Sign in to follow this  

Frustum Culling Question

This topic is 673 days old which is more than the 365 day threshold we allow for new replies. Please post a new topic.

If you intended to correct an error in the post then please contact us.

Recommended Posts

Hi all,

 

I have a quick question regarding my current frustum-culling implementation, that being: is it necessary to factor in the transformation matrix of each game object/entity (it's model->world transform) when constructing the clip matrix? I haven't seen any references sources do this and it sounds very ineffecient to have to reconstruct the clip matrix for each object? I'm currently constructing the clip matrix via : projection * view * model->world and can't help but think that while it works it's wrong in some way...

 

I can include code if required but I think the question is relatively self-contained.

 

Any help would be appreciated :)

 

Share this post


Link to post
Share on other sites

If you don't factor in the model's transformation how would you know if it's in your frustum? Nothing you wrote sounds out of the ordinary, Model View Projection matrices have MVP as an acronym for a reason!

Share this post


Link to post
Share on other sites

On a basic level? Yes. But there are methods to speed this up.

This is where you come into the spatial partitioning algorithms often used in games. These algorithms speed up the frustrum check by acting as a "set" of data in a given volume.

 

Remember that a set is a relational container of data, that can also exist in other sets. A venn-diagram if you will. For games however, it's more optimal if we DONT check the same object more than once.. (even if it barely impacts performance) so it will usually be a venn-diagram with no overlapping circles.

 

When we frustrum check, we check to see if these volumes/planes are within the frustrum, before we start checking if each object is in the frustrum or not.

 

See Quad-Trees, Oct-trees, BSPs, K-trees.

Basically...

Quad-Trees, and Oct-trees work by recursion. You start off with very large volumes, and you work your way downwards, checking smaller volumes, till you finally get to the actual meshes to check. For small worlds... these tend to be more costly. For larger worlds these are efficient. 

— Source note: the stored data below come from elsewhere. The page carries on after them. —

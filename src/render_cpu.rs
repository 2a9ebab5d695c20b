use std::{collections::HashMap, sync::Arc};

use crate::{
    core::{Canvas, Rgba8},
    error::{SwapmotionError, SwapmotionResult},
    eval::EvaluatedFrame,
    render::FrameRGBA,
    text::{TextBrushRgba8, TextLayoutEngine},
};

#[derive(Clone, Debug, PartialEq, Eq, Hash)]
struct LayoutKey {
    text: String,
    size_bits: u64,
    color: [u8; 4],
}

/// CPU rasterizer: evaluated glyph runs in, premultiplied RGBA8 out, via
/// `vello_cpu`. The scene is a fixed handful of strings, so shaped layouts
/// are cached by content.
pub struct CpuRasterizer {
    canvas: Canvas,
    background: Rgba8,
    engine: TextLayoutEngine,
    font: vello_cpu::peniko::FontData,
    ctx: Option<vello_cpu::RenderContext>,
    layout_cache: HashMap<LayoutKey, Arc<parley::Layout<TextBrushRgba8>>>,
}

impl std::fmt::Debug for CpuRasterizer {
    fn fmt(&self, f: &mut std::fmt::Formatter<'_>) -> std::fmt::Result {
        f.debug_struct("CpuRasterizer")
            .field("canvas", &self.canvas)
            .field("background", &self.background)
            .finish_non_exhaustive()
    }
}

impl CpuRasterizer {
    pub fn new(canvas: Canvas, background: Rgba8, font_bytes: Vec<u8>) -> SwapmotionResult<Self> {
        if canvas.width == 0 || canvas.height == 0 {
            return Err(SwapmotionError::validation(
                "canvas width/height must be > 0",
            ));
        }
        if canvas.width > u32::from(u16::MAX) || canvas.height > u32::from(u16::MAX) {
            return Err(SwapmotionError::validation(
                "canvas dimensions exceed the CPU raster surface limit",
            ));
        }

        let engine = TextLayoutEngine::new(font_bytes)?;
        let font = vello_cpu::peniko::FontData::new(
            vello_cpu::peniko::Blob::from(engine.font_bytes().to_vec()),
            0,
        );

        Ok(Self {
            canvas,
            background,
            engine,
            font,
            ctx: None,
            layout_cache: HashMap::new(),
        })
    }

    /// The layout engine doubles as the scene's text measurer, so placement
    /// and rasterization agree on metrics.
    pub fn engine_mut(&mut self) -> &mut TextLayoutEngine {
        &mut self.engine
    }

    #[tracing::instrument(skip(self, eval))]
    pub fn render_frame(&mut self, eval: &EvaluatedFrame) -> SwapmotionResult<FrameRGBA> {
        let w: u16 = self.canvas.width.try_into().unwrap_or(u16::MAX);
        let h: u16 = self.canvas.height.try_into().unwrap_or(u16::MAX);

        let mut ctx = match self.ctx.take() {
            Some(ctx) if ctx.width() == w && ctx.height() == h => ctx,
            _ => vello_cpu::RenderContext::new(w, h),
        };
        ctx.reset();

        ctx.set_transform(vello_cpu::kurbo::Affine::IDENTITY);
        ctx.set_paint_transform(vello_cpu::kurbo::Affine::IDENTITY);
        ctx.set_paint(vello_cpu::peniko::Color::from_rgba8(
            self.background.r,
            self.background.g,
            self.background.b,
            self.background.a,
        ));
        ctx.fill_rect(&vello_cpu::kurbo::Rect::new(
            0.0,
            0.0,
            f64::from(self.canvas.width),
            f64::from(self.canvas.height),
        ));

        for glyph in &eval.glyphs {
            let layout = self.layout_for(&glyph.text, glyph.size_px, glyph.color)?;

            ctx.set_transform(vello_cpu::kurbo::Affine::translate((
                glyph.pos.x,
                glyph.pos.y,
            )));
            let opacity = glyph.opacity.clamp(0.0, 1.0) as f32;
            if opacity < 1.0 {
                ctx.push_opacity_layer(opacity);
            }

            for line in layout.lines() {
                for item in line.items() {
                    let parley::layout::PositionedLayoutItem::GlyphRun(run) = item else {
                        continue;
                    };
                    let brush = run.style().brush;
                    ctx.set_paint(vello_cpu::peniko::Color::from_rgba8(
                        brush.r, brush.g, brush.b, brush.a,
                    ));
                    let glyphs = run.glyphs().map(|g| vello_cpu::Glyph {
                        id: g.id,
                        x: g.x,
                        y: g.y,
                    });
                    ctx.glyph_run(&self.font)
                        .font_size(run.run().font_size())
                        .fill_glyphs(glyphs);
                }
            }

            if opacity < 1.0 {
                ctx.pop_layer();
            }
        }

        ctx.flush();
        let mut pixmap = vello_cpu::Pixmap::new(w, h);
        ctx.render_to_pixmap(&mut pixmap);
        let data = pixmap.data_as_u8_slice().to_vec();
        self.ctx = Some(ctx);

        Ok(FrameRGBA {
            width: self.canvas.width,
            height: self.canvas.height,
            data,
            premultiplied: true,
        })
    }

    fn layout_for(
        &mut self,
        text: &str,
        size_px: f64,
        color: Rgba8,
    ) -> SwapmotionResult<Arc<parley::Layout<TextBrushRgba8>>> {
        let key = LayoutKey {
            text: text.to_string(),
            size_bits: size_px.to_bits(),
            color: [color.r, color.g, color.b, color.a],
        };
        if let Some(layout) = self.layout_cache.get(&key) {
            return Ok(layout.clone());
        }

        let brush = TextBrushRgba8 {
            r: color.r,
            g: color.g,
            b: color.b,
            a: color.a,
        };
        let layout = Arc::new(self.engine.layout(text, size_px, brush)?);
        self.layout_cache.insert(key, layout.clone());
        Ok(layout)
    }
}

The trees... are more like graphs to be honest. These are designed to fit well with hallway like games. I won't talk about them much... because I am not that familiar with them. But they use a concept of portals, and rooms. If you can see a portal, then chances are you can see a room. If you can see the room, then you -can- do a frustrum check. But you can also choose to not waste time on that if you wish. It might just be faster to render everything than to spend some time to see if everything can be seen or not.

 

This is why Skyrim and Fallout flip flops between the BSPs and Quad-Trees like a schitzophrenic squirrel.

Edited by Tangletail

Share this post


Link to post
Share on other sites

For the static objects, the easiest option is to build one of trees Tangletail mentioned as the scene is being loaded; but if your scene is dynamic, then these trees will have to be rebuilt every frame. With dynamic scenes your best bet is to use the GPU and NVIDIA has a great paper on the subject. The examples they give are in CUDA; because well... That's their thing. But the algorithms could be implemented in OpenCl or Compute shaders all the same. 

 

http://devblogs.nvidia.com/parallelforall/thinking-parallel-part-iii-tree-construction-gpu/

 

BVH Trees are also a great tool.

Edited by GameGeezer

Share this post


Link to post
Share on other sites

 


See Quad-Trees, Oct-trees, BSPs, K-trees.

Basically...

Quad-Trees, and Oct-trees work by recursion. You start off with very large volumes, and you work your way downwards, checking smaller volumes, till you finally get to the actual meshes to check. For small worlds... these tend to be more costly. For larger worlds these are efficient. 

 

Are hierarchical structures even necessary for frustum culling? My CPU can cull ~450,000,000 AABBs per second (on 1 thread). 1 ms would be 450,000 AABBs. I'm sure you'll run into a dozen other problems before bruteforce frustum culling becomes a bottleneck.

 

 

 

That's up to you really Modern CPUs can go higher than that to be honest, there is a reason to the madness however. If you are building a game engine which must calculate physics, logic, and a whole mess of other stuff, do you honestly want your engine to waste time checking against everything in a five mile radius?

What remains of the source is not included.